Top of Available data

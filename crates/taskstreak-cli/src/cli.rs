use clap::{Parser, Subcommand};
use taskstreak_core::{
    date::DateKey,
    query::{SortKey, StatusFilter},
    tasks::{Priority, Theme},
};

/// CLI surface definition.
#[derive(Parser, Debug)]
#[command(
    name = "taskstreak",
    about = "Local task tracker that keeps your completion streak",
    version,
    propagate_version = true
)]
pub struct Cli {
    /// Optional subcommand; defaults to showing stats when absent.
    #[command(subcommand)]
    pub command: Option<Command>,
}

#[derive(Subcommand, Debug, Clone, PartialEq, Eq)]
pub enum Command {
    /// Manage tasks.
    #[command(subcommand)]
    Task(TaskCommand),
    /// Show streak and completion counts.
    Stats,
    /// List completed tasks grouped by day.
    History,
    /// Switch the stored color theme.
    Theme { theme: Theme },
    /// Check that the data directory is writable.
    Health,
    /// Print version and exit.
    Version,
    /// Manage CLI configuration.
    #[command(subcommand)]
    Config(ConfigCommand),
}

#[derive(Subcommand, Debug, Clone, PartialEq, Eq)]
pub enum TaskCommand {
    /// List tasks.
    List {
        /// all, active or done.
        #[arg(long, default_value = "all")]
        status: StatusFilter,
        /// Only titles containing this text.
        #[arg(long)]
        query: Option<String>,
        /// deadline, priority or created.
        #[arg(long, default_value = "deadline")]
        sort: SortKey,
    },
    /// Create a task.
    Add {
        #[arg(required = true, num_args = 1..)]
        title: Vec<String>,
        #[arg(long, short)]
        description: Option<String>,
        #[arg(long, short, default_value = "medium")]
        priority: Priority,
        /// YYYY-MM-DD
        #[arg(long)]
        deadline: Option<DateKey>,
        #[arg(long, short)]
        tag: Vec<String>,
    },
    /// Change fields of an existing task; omitted fields are kept.
    Edit {
        /// Task id or a unique prefix of one.
        id: String,
        #[arg(long)]
        title: Option<String>,
        #[arg(long, short)]
        description: Option<String>,
        #[arg(long, short)]
        priority: Option<Priority>,
        #[arg(long, conflicts_with = "clear_deadline")]
        deadline: Option<DateKey>,
        #[arg(long)]
        clear_deadline: bool,
        /// Replaces all tags when given.
        #[arg(long, short)]
        tag: Vec<String>,
    },
    /// Mark a task done, or open again if already done.
    Toggle { id: String },
    /// Delete a task.
    Rm { id: String },
}

#[derive(Subcommand, Debug, Clone, PartialEq, Eq)]
pub enum ConfigCommand {
    /// Create a default config file if one does not exist.
    Init,
}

Bottom of Available data

◆ Exercise
Return every line of the material exactly.

◆ Answer to this task
filename crates/taskstreak-cli/src/cli.rs
use clap::{Parser, Subcommand};
use taskstreak_core::{
    date::DateKey,
    query::{SortKey, StatusFilter},
    tasks::{Priority, Theme},
};

/// CLI surface definition.
#[derive(Parser, Debug)]
#[command(
    name = "taskstreak",
    about = "Local task tracker that keeps your completion streak",
    version,
    propagate_version = true
)]
pub struct Cli {
    /// Optional subcommand; defaults to showing stats when absent.
    #[command(subcommand)]
    pub command: Option<Command>,
}

#[derive(Subcommand, Debug, Clone, PartialEq, Eq)]
pub enum Command {
    /// Manage tasks.
    #[command(subcommand)]
    Task(TaskCommand),
    /// Show streak and completion counts.
    Stats,
    /// List completed tasks grouped by day.
    History,
    /// Switch the stored color theme.
    Theme { theme: Theme },
    /// Check that the data directory is writable.
    Health,
    /// Print version and exit.
    Version,
    /// Manage CLI configuration.
    #[command(subcommand)]
    Config(ConfigCommand),
}

#[derive(Subcommand, Debug, Clone, PartialEq, Eq)]
pub enum TaskCommand {
    /// List tasks.
    List {
        /// all, active or done.
        #[arg(long, default_value = "all")]
        status: StatusFilter,
        /// Only titles containing this text.
        #[arg(long)]
        query: Option<String>,
        /// deadline, priority or created.
        #[arg(long, default_value = "deadline")]
        sort: SortKey,
    },
    /// Create a task.
    Add {
        #[arg(required = true, num_args = 1..)]
        title: Vec<String>,
        #[arg(long, short)]
        description: Option<String>,
        #[arg(long, short, default_value = "medium")]
        priority: Priority,
        /// YYYY-MM-DD
        #[arg(long)]
        deadline: Option<DateKey>,
        #[arg(long, short)]
        tag: Vec<String>,
    },
    /// Change fields of an existing task; omitted fields are kept.
    Edit {
        /// Task id or a unique prefix of one.
        id: String,
        #[arg(long)]
        title: Option<String>,
        #[arg(long, short)]
        description: Option<String>,
        #[arg(long, short)]
        priority: Option<Priority>,
        #[arg(long, conflicts_with = "clear_deadline")]
        deadline: Option<DateKey>,
        #[arg(long)]
        clear_deadline: bool,
        /// Replaces all tags when given.
        #[arg(long, short)]
        tag: Vec<String>,
    },
    /// Mark a task done, or open again if already done.
    Toggle { id: String },
    /// Delete a task.
    Rm { id: String },
}

#[derive(Subcommand, Debug, Clone, PartialEq, Eq)]
pub enum ConfigCommand {
    /// Create a default config file if one does not exist.
    Init,
}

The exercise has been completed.